▶ ASSIGNED TASK: Lines of the data that contain the word "IntoPrimitive" are the ones to copy.

▶ DATA UNDER STUDY:

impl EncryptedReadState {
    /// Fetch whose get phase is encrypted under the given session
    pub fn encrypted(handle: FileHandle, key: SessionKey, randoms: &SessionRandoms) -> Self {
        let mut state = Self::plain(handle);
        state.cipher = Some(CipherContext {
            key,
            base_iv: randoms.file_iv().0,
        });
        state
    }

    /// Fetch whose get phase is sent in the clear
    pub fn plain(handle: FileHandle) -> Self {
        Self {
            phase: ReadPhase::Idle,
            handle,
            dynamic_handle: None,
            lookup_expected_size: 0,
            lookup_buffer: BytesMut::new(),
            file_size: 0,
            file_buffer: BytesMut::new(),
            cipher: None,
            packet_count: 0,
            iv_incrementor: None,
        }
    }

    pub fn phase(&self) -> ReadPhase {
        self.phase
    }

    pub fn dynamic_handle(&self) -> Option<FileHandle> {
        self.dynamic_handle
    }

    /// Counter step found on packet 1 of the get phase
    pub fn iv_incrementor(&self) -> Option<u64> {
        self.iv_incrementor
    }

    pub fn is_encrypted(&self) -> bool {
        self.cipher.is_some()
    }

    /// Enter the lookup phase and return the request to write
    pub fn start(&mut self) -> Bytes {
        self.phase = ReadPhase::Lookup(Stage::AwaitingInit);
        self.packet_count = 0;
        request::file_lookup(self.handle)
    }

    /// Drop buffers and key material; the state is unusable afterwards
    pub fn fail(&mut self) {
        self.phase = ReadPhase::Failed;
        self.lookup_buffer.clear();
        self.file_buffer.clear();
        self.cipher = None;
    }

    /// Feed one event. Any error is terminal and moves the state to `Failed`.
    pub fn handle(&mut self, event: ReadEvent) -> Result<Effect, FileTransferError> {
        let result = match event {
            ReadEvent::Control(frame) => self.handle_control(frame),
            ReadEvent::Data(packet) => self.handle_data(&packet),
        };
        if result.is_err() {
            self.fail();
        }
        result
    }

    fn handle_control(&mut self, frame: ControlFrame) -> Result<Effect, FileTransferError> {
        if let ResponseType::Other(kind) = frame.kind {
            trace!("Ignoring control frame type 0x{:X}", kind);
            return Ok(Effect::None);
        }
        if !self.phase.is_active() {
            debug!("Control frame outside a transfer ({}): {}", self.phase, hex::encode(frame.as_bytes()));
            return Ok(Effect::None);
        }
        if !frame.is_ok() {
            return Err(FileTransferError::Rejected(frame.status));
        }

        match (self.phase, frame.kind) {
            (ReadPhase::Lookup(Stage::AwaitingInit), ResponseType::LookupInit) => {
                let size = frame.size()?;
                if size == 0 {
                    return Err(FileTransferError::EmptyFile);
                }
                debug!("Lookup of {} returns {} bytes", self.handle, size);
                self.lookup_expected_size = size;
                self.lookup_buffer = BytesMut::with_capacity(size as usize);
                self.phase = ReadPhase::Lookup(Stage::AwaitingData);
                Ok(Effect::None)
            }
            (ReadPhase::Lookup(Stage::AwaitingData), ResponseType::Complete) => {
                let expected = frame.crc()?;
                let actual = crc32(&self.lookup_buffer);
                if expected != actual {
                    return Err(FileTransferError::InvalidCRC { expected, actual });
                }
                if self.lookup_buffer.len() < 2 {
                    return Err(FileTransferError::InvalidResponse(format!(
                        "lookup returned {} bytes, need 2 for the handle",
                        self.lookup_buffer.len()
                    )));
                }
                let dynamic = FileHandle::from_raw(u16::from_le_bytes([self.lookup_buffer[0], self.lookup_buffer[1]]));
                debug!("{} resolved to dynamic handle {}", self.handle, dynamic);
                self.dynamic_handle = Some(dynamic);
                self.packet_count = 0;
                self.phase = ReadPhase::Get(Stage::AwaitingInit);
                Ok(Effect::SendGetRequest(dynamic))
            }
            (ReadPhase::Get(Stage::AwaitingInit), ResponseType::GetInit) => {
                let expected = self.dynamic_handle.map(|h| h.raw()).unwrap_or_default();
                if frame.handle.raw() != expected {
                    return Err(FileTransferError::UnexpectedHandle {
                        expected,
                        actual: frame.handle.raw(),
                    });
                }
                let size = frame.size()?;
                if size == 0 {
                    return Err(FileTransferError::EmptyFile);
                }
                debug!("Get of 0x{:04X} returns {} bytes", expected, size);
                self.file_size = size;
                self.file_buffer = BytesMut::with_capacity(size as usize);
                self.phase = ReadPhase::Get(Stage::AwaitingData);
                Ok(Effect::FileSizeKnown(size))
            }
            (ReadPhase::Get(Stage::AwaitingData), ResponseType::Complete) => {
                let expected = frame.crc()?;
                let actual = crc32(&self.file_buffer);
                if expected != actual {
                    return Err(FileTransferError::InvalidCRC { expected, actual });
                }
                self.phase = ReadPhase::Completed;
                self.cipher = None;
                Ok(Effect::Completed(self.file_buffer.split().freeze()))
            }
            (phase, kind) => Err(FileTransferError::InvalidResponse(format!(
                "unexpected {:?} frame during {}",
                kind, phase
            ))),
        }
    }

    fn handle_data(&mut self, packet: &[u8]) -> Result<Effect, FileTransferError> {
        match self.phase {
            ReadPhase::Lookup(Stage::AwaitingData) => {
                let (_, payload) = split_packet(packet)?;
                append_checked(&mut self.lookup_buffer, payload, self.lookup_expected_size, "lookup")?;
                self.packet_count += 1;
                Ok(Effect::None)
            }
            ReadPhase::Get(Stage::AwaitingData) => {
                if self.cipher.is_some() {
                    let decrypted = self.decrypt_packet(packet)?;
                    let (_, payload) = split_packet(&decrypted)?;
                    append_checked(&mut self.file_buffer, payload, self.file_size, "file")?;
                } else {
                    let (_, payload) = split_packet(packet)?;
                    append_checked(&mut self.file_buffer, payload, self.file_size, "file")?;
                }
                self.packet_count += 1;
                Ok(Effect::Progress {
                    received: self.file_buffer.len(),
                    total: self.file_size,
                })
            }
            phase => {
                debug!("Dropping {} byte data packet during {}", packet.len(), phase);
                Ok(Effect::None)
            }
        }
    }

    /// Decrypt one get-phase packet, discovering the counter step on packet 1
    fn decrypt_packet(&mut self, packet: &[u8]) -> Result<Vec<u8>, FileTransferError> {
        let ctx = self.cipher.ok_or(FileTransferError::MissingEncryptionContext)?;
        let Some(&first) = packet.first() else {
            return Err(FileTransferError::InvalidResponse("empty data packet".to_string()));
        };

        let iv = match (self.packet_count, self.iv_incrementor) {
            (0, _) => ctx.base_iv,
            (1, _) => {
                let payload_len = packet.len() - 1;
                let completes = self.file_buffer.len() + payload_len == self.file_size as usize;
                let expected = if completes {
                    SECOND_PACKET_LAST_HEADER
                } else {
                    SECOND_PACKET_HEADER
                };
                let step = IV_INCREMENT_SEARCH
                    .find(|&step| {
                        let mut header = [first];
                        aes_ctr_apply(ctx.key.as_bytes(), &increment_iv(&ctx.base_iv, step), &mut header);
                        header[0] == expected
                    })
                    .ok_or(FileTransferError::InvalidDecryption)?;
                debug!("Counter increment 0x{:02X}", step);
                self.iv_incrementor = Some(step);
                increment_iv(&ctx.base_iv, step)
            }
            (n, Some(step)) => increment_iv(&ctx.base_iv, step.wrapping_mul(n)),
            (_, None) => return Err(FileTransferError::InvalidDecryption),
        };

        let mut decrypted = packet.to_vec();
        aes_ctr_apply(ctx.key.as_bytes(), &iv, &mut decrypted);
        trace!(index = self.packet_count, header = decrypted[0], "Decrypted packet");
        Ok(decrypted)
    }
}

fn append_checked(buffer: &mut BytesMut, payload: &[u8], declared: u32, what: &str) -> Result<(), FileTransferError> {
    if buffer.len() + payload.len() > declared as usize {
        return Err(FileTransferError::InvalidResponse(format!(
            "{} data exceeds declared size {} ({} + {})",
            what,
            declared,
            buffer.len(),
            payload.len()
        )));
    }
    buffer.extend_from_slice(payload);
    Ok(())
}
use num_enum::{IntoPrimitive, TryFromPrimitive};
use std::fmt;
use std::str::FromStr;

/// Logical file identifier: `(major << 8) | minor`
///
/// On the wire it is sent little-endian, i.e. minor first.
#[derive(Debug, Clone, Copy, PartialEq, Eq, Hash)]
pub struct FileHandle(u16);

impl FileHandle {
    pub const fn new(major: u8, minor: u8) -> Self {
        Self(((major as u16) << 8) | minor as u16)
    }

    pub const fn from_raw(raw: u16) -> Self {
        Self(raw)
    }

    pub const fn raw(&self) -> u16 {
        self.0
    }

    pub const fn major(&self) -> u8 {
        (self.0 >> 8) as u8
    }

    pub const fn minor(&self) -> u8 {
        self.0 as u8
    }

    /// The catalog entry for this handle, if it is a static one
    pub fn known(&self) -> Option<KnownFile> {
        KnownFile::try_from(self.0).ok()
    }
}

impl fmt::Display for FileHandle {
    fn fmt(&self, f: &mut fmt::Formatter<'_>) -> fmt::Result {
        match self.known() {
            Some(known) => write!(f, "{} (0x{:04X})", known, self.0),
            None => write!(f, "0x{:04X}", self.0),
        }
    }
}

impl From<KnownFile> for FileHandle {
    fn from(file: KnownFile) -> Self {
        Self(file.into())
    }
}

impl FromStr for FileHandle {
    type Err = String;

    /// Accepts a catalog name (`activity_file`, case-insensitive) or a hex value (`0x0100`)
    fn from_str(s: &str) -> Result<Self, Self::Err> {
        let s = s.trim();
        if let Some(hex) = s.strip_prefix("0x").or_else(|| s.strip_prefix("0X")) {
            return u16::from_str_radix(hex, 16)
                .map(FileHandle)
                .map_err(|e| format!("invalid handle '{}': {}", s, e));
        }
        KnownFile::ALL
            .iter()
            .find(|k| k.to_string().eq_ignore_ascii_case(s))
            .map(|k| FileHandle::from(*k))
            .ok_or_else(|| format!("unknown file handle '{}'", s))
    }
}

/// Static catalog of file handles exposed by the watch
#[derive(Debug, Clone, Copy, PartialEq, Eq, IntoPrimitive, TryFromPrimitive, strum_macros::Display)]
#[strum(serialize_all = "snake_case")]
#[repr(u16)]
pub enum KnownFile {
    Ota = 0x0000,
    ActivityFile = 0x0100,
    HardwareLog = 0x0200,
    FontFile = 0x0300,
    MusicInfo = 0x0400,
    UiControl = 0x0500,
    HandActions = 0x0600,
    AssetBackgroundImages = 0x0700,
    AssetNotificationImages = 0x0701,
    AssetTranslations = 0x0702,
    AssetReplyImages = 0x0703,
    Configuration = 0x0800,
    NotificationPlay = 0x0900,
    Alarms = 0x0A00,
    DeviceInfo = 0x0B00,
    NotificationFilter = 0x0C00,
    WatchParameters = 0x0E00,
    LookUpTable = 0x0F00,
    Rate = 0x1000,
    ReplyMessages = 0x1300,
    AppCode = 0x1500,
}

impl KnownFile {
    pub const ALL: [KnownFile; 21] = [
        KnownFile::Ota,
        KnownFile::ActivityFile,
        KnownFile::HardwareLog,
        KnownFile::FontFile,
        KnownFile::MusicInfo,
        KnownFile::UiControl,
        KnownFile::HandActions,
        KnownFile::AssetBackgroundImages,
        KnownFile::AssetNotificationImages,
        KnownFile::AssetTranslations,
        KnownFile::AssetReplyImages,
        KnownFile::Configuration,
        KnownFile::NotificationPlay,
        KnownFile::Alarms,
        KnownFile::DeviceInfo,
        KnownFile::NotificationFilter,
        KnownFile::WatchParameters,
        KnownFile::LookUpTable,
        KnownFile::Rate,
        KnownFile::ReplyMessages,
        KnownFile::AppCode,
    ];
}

▶ RESPONSE FOR THIS EXERCISE:
use num_enum::{IntoPrimitive, TryFromPrimitive};
#[derive(Debug, Clone, Copy, PartialEq, Eq, IntoPrimitive, TryFromPrimitive, strum_macros::Display)]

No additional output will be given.